//! Line and arrow elements, and their shape bindings.

use super::{remap_point, ElementId, ElementStyle, ElementTrait};
use crate::geometry::{rotate_point, Anchor, Bounds};
use kurbo::{Point, Vec2};
use serde::{Deserialize, Serialize};
use uuid::Uuid;

/// Which end of a line or arrow.
#[derive(Debug, Clone, Copy, PartialEq, Eq, Hash, Serialize, Deserialize)]
#[serde(rename_all = "lowercase")]
pub enum BindingEnd {
    Start,
    End,
}

/// Derived-position link from an endpoint to an anchor on a shape.
///
/// The endpoint coordinates are recomputed from the target's rect whenever
/// the target moves; they are never an independent source of truth.
#[derive(Debug, Clone, Copy, PartialEq, Eq, Serialize, Deserialize)]
#[serde(rename_all = "camelCase")]
pub struct ArrowBinding {
    pub element_id: ElementId,
    pub anchor: Anchor,
}

/// The two endpoints of a line or arrow.
#[derive(Debug, Clone, Copy, PartialEq, Serialize, Deserialize)]
pub struct LinePoints {
    pub start: Point,
    pub end: Point,
}

impl LinePoints {
    pub fn get(&self, end: BindingEnd) -> Point {
        match end {
            BindingEnd::Start => self.start,
            BindingEnd::End => self.end,
        }
    }

    pub fn set(&mut self, end: BindingEnd, point: Point) {
        match end {
            BindingEnd::Start => self.start = point,
            BindingEnd::End => self.end = point,
        }
    }
}

/// A straight line or arrow. The arrowhead, if any, sits at `end`.
#[derive(Debug, Clone, PartialEq, Serialize, Deserialize)]
#[serde(rename_all = "camelCase")]
pub struct LinearElement {
    pub(crate) id: ElementId,
    /// Always the tight bounds of `points`.
    pub rect: Bounds,
    pub z_index: i64,
    pub style: ElementStyle,
    pub points: LinePoints,
    #[serde(default, skip_serializing_if = "Option::is_none")]
    pub start_binding: Option<ArrowBinding>,
    #[serde(default, skip_serializing_if = "Option::is_none")]
    pub end_binding: Option<ArrowBinding>,
}

impl LinearElement {
    pub fn new(start: Point, end: Point) -> Self {
        let mut line = Self {
            id: Uuid::new_v4(),
            rect: Bounds::default(),
            z_index: 0,
            style: ElementStyle::default(),
            points: LinePoints { start, end },
            start_binding: None,
            end_binding: None,
        };
        line.sync_rect();
        line
    }

    /// Recompute `rect` from the endpoints.
    pub fn sync_rect(&mut self) {
        if let Some(rect) = Bounds::from_points(&[self.points.start, self.points.end]) {
            self.rect = rect;
        }
    }

    /// Move one endpoint and keep `rect` consistent.
    pub fn set_endpoint(&mut self, end: BindingEnd, point: Point) {
        self.points.set(end, point);
        self.sync_rect();
    }

    pub fn binding(&self, end: BindingEnd) -> Option<ArrowBinding> {
        match end {
            BindingEnd::Start => self.start_binding,
            BindingEnd::End => self.end_binding,
        }
    }

    pub fn set_binding(&mut self, end: BindingEnd, binding: Option<ArrowBinding>) {
        match end {
            BindingEnd::Start => self.start_binding = binding,
            BindingEnd::End => self.end_binding = binding,
        }
    }

    /// Endpoints currently bound to `target`.
    pub fn ends_bound_to(&self, target: ElementId) -> Vec<(BindingEnd, Anchor)> {
        [BindingEnd::Start, BindingEnd::End]
            .into_iter()
            .filter_map(|end| {
                self.binding(end)
                    .filter(|b| b.element_id == target)
                    .map(|b| (end, b.anchor))
            })
            .collect()
    }

    pub fn length(&self) -> f64 {
        self.points.start.distance(self.points.end)
    }
}

impl ElementTrait for LinearElement {
    fn id(&self) -> ElementId {
        self.id
    }

    fn bounds(&self) -> Bounds {
        self.rect
    }

    fn z_index(&self) -> i64 {
        self.z_index
    }

    fn set_z_index(&mut self, z_index: i64) {
        self.z_index = z_index;
    }

    fn style(&self) -> &ElementStyle {
        &self.style
    }

    fn style_mut(&mut self) -> &mut ElementStyle {
        &mut self.style
    }

    fn translate(&mut self, delta: Vec2) {
        self.points.start += delta;
        self.points.end += delta;
        self.rect = self.rect.translated(delta);
    }

    fn resize(&mut self, bounds: Bounds) {
        let from = self.rect;
        let to = bounds.normalized();
        self.points.start = remap_point(self.points.start, from, to);
        self.points.end = remap_point(self.points.end, from, to);
        self.sync_rect();
    }

    fn rotate_about(&mut self, pivot: Point, delta: f64) {
        self.points.start = rotate_point(self.points.start, pivot, delta);
        self.points.end = rotate_point(self.points.end, pivot, delta);
        self.sync_rect();
    }
}

#[cfg(test)]
mod tests {
    use super::*;
    use std::f64::consts::PI;

    #[test]
    fn test_rect_follows_points() {
        let line = LinearElement::new(Point::new(100.0, 10.0), Point::new(20.0, 50.0));
        assert_eq!(line.rect, Bounds::new(20.0, 10.0, 80.0, 40.0));
    }

    #[test]
    fn test_resize_scales_points() {
        let mut line = LinearElement::new(Point::new(0.0, 0.0), Point::new(100.0, 50.0));
        line.resize(Bounds::new(10.0, 10.0, 200.0, 100.0));
        assert_eq!(line.points.start, Point::new(10.0, 10.0));
        assert_eq!(line.points.end, Point::new(210.0, 110.0));
        assert_eq!(line.rect, Bounds::new(10.0, 10.0, 200.0, 100.0));
    }

    #[test]
    fn test_resize_flat_line_keeps_rect_consistent() {
        let mut line = LinearElement::new(Point::new(0.0, 5.0), Point::new(100.0, 5.0));
        line.resize(Bounds::new(0.0, 0.0, 50.0, 40.0));
        assert_eq!(line.points.end, Point::new(50.0, 0.0));
        assert_eq!(line.rect.height, 0.0);
    }

    #[test]
    fn test_rotate_endpoints() {
        let mut line = LinearElement::new(Point::new(-10.0, 0.0), Point::new(10.0, 0.0));
        line.rotate_about(Point::ZERO, PI / 2.0);
        assert!(line.points.start.x.abs() < 1e-9);
        assert!((line.points.start.y + 10.0).abs() < 1e-9);
        assert!((line.rect.height - 20.0).abs() < 1e-9);
        assert!(line.rect.width.abs() < 1e-9);
    }

    #[test]
    fn test_ends_bound_to() {
        let mut line = LinearElement::new(Point::ZERO, Point::new(10.0, 0.0));
        let target = Uuid::new_v4();
        line.set_binding(BindingEnd::End, Some(ArrowBinding { element_id: target, anchor: Anchor::Left }));
        assert_eq!(line.ends_bound_to(target), vec![(BindingEnd::End, Anchor::Left)]);
        assert!(line.ends_bound_to(Uuid::new_v4()).is_empty());
    }
}
#![allow(clippy::unwrap_used, clippy::expect_used)]

use super::*;
use pretty_assertions::assert_eq;
use relex_core::Part;

fn lex<'a>(input: &'a str, filters: &'a PreprocFilters) -> Vec<Token<'a, CppTokenId>> {
    let mut scanner = PreprocScanner::new(input, filters);
    let mut out = Vec::new();
    while let Some(token) = scanner.next_token() {
        out.push(token);
    }
    out
}

fn pairs<'a>(input: &'a str, filters: &'a PreprocFilters) -> Vec<(CppTokenId, &'a str)> {
    lex(input, filters).iter().map(|t| (t.id(), t.text())).collect()
}

#[test]
fn define_with_string_body() {
    use CppTokenId::*;
    let filters = PreprocFilters::cpp();
    assert_eq!(
        pairs("#define X \"/*\"", &filters),
        vec![
            (PreprocessorStart, "#"),
            (PreprocessorDefine, "define"),
            (Whitespace, " "),
            (PreprocessorIdentifier, "X"),
            (Whitespace, " "),
            (StringLiteral, "\"/*\""),
        ]
    );
}

#[test]
fn include_target_is_one_token() {
    use CppTokenId::*;
    let filters = PreprocFilters::cpp();
    assert_eq!(
        pairs("#include <foo.h>", &filters),
        vec![
            (PreprocessorStart, "#"),
            (PreprocessorInclude, "include"),
            (Whitespace, " "),
            (PreprocessorSysInclude, "<foo.h>"),
        ]
    );
    let tokens = lex("#include \"bar.h\"", &filters);
    assert_eq!(tokens.last().unwrap().id(), PreprocessorUserInclude);
    assert_eq!(tokens.last().unwrap().text(), "\"bar.h\"");
}

#[test]
fn unterminated_include_target_splits_and_resumes() {
    let filters = PreprocFilters::cpp();
    let mut first = PreprocScanner::new("#include <foo.h", &filters);
    let mut last = None;
    while let Some(token) = first.next_token() {
        last = Some(token);
    }
    let head = last.unwrap();
    assert_eq!(head.id(), CppTokenId::PreprocessorSysInclude);
    assert_eq!(head.text(), "<foo.h");
    assert_eq!(head.part(), Part::Start);

    let mut second = PreprocScanner::resume(">", &filters, first.state());
    let tail = second.next_token().unwrap();
    assert_eq!(tail.id(), CppTokenId::PreprocessorSysInclude);
    assert_eq!(tail.text(), ">");
    assert_eq!(tail.part(), Part::Complete);
}

#[test]
fn defined_operator_in_conditional() {
    use CppTokenId::*;
    let filters = PreprocFilters::cpp();
    let ids: Vec<CppTokenId> = lex("#if defined(X) && Y", &filters)
        .iter()
        .map(Token::id)
        .collect();
    assert_eq!(
        ids,
        vec![
            PreprocessorStart,
            PreprocessorIf,
            Whitespace,
            PreprocessorDefined,
            LParen,
            PreprocessorIdentifier,
            RParen,
            Whitespace,
            AmpAmp,
            Whitespace,
            PreprocessorIdentifier,
        ]
    );
}

#[test]
fn openmp_pragma_keywords() {
    use CppTokenId::*;
    let filters = PreprocFilters::cpp();
    let substantive: Vec<(CppTokenId, &str)> = pairs("#pragma omp parallel private(i)", &filters)
        .into_iter()
        .filter(|(id, _)| *id != Whitespace)
        .collect();
    assert_eq!(
        substantive,
        vec![
            (PreprocessorStart, "#"),
            (PreprocessorPragma, "pragma"),
            (PragmaOmpStart, "omp"),
            (PragmaOmpKeyword, "parallel"),
            (PragmaOmpKeyword, "private"),
            (LParen, "("),
            (PreprocessorIdentifier, "i"),
            (RParen, ")"),
        ]
    );
}

#[test]
fn plain_pragma_keyword() {
    use CppTokenId::*;
    let filters = PreprocFilters::cpp();
    let ids: Vec<CppTokenId> = lex("#pragma once", &filters)
        .iter()
        .map(Token::id)
        .filter(|id| *id != Whitespace)
        .collect();
    assert_eq!(ids, vec![PreprocessorStart, PreprocessorPragma, PragmaKeyword]);
}

#[test]
fn general_keywords_apply_in_directive_body() {
    let filters = PreprocFilters::cpp();
    let ids: Vec<CppTokenId> = lex("#define Y int", &filters)
        .iter()
        .map(Token::id)
        .collect();
    assert!(ids.contains(&CppTokenId::Int));
    assert!(ids.contains(&CppTokenId::PreprocessorIdentifier));
}

#[test]
fn stringize_and_paste_operators() {
    use CppTokenId::*;
    let filters = PreprocFilters::cpp();
    let ids: Vec<CppTokenId> = lex("#define C(a,b) a##b #a", &filters)
        .iter()
        .map(Token::id)
        .collect();
    assert!(ids.contains(&DblSharp));
    assert!(ids.contains(&Sharp));
}

#[test]
fn escaped_newline_in_directive_name() {
    let filters = PreprocFilters::cpp();
    let tokens = lex("#de\\\nfine X", &filters);
    let define = tokens
        .iter()
        .find(|t| t.id() == CppTokenId::PreprocessorDefine)
        .unwrap();
    assert_eq!(define.text(), "de\\\nfine");
    assert!(!define.token_text().is_fixed());
}

#[test]
fn c_filter_rejects_cpp_keywords_in_body() {
    let filters = PreprocFilters::c();
    let ids: Vec<CppTokenId> = lex("#define Z class", &filters)
        .iter()
        .map(Token::id)
        .collect();
    assert!(!ids.contains(&CppTokenId::Class));
    let filters = PreprocFilters::cpp();
    let ids: Vec<CppTokenId> = lex("#define Z class", &filters)
        .iter()
        .map(Token::id)
        .collect();
    assert!(ids.contains(&CppTokenId::Class));
}

#[test]
fn restart_mid_directive_matches_single_pass() {
    let filters = PreprocFilters::cpp();
    let input = "#if defined(AB) && CD";
    let whole: Vec<(CppTokenId, String)> = lex(input, &filters)
        .iter()
        .map(|t| (t.id(), t.text().to_string()))
        .collect();

    // split after every token boundary and compare the combined stream
    let mut scanner = PreprocScanner::new(input, &filters);
    let mut offset = 0usize;
    let mut prefix: Vec<(CppTokenId, String)> = Vec::new();
    loop {
        let mut resumed = PreprocScanner::resume(&input[offset..], &filters, scanner.state());
        let mut combined = prefix.clone();
        while let Some(t) = resumed.next_token() {
            combined.push((t.id(), t.text().to_string()));
        }
        assert_eq!(combined, whole, "restart at byte offset {offset}");

        let Some(token) = scanner.next_token() else {
            break;
        };
        offset += token.text().len();
        prefix.push((token.id(), token.text().to_string()));
    }
}
use super::{compose, decompose, LexerState, INNER_MASK};
use pretty_assertions::assert_eq;

#[test]
fn initial_state_is_all_zero() {
    assert_eq!(LexerState::INITIAL.bits(), 0);
    assert_eq!(decompose(LexerState::INITIAL), (0, LexerState::INITIAL));
}

#[test]
fn compose_then_decompose_round_trips() {
    for outer in [0u8, 1, 2, 6, 13, 255] {
        for inner in [0u32, 1, 7, 14, INNER_MASK] {
            let inner = LexerState::from_bits(inner);
            let packed = compose(outer, inner);
            assert_eq!(decompose(packed), (outer, inner), "outer={outer}");
        }
    }
}

#[test]
fn bits_round_trip_through_persistence() {
    let packed = compose(3, LexerState::from_bits(9));
    let restored = LexerState::from_bits(packed.bits());
    assert_eq!(restored, packed);
}

#[allow(
    clippy::disallowed_types,
    reason = "proptest macros internally use Arc"
)]
mod props {
    use super::{compose, decompose, LexerState, INNER_MASK};
    use proptest::prelude::*;

    proptest! {
        #[test]
        fn decompose_inverts_compose(outer in any::<u8>(), inner in 0u32..=INNER_MASK) {
            let inner = LexerState::from_bits(inner);
            prop_assert_eq!(decompose(compose(outer, inner)), (outer, inner));
        }
    }
}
=-=-=
#### Problem:
Among the entries above, identify all lines with "packed" and copy them.

#### Completed task:
            let packed = compose(outer, inner);
            assert_eq!(decompose(packed), (outer, inner), "outer={outer}");
    let packed = compose(3, LexerState::from_bits(9));
    let restored = LexerState::from_bits(packed.bits());
    assert_eq!(restored, packed);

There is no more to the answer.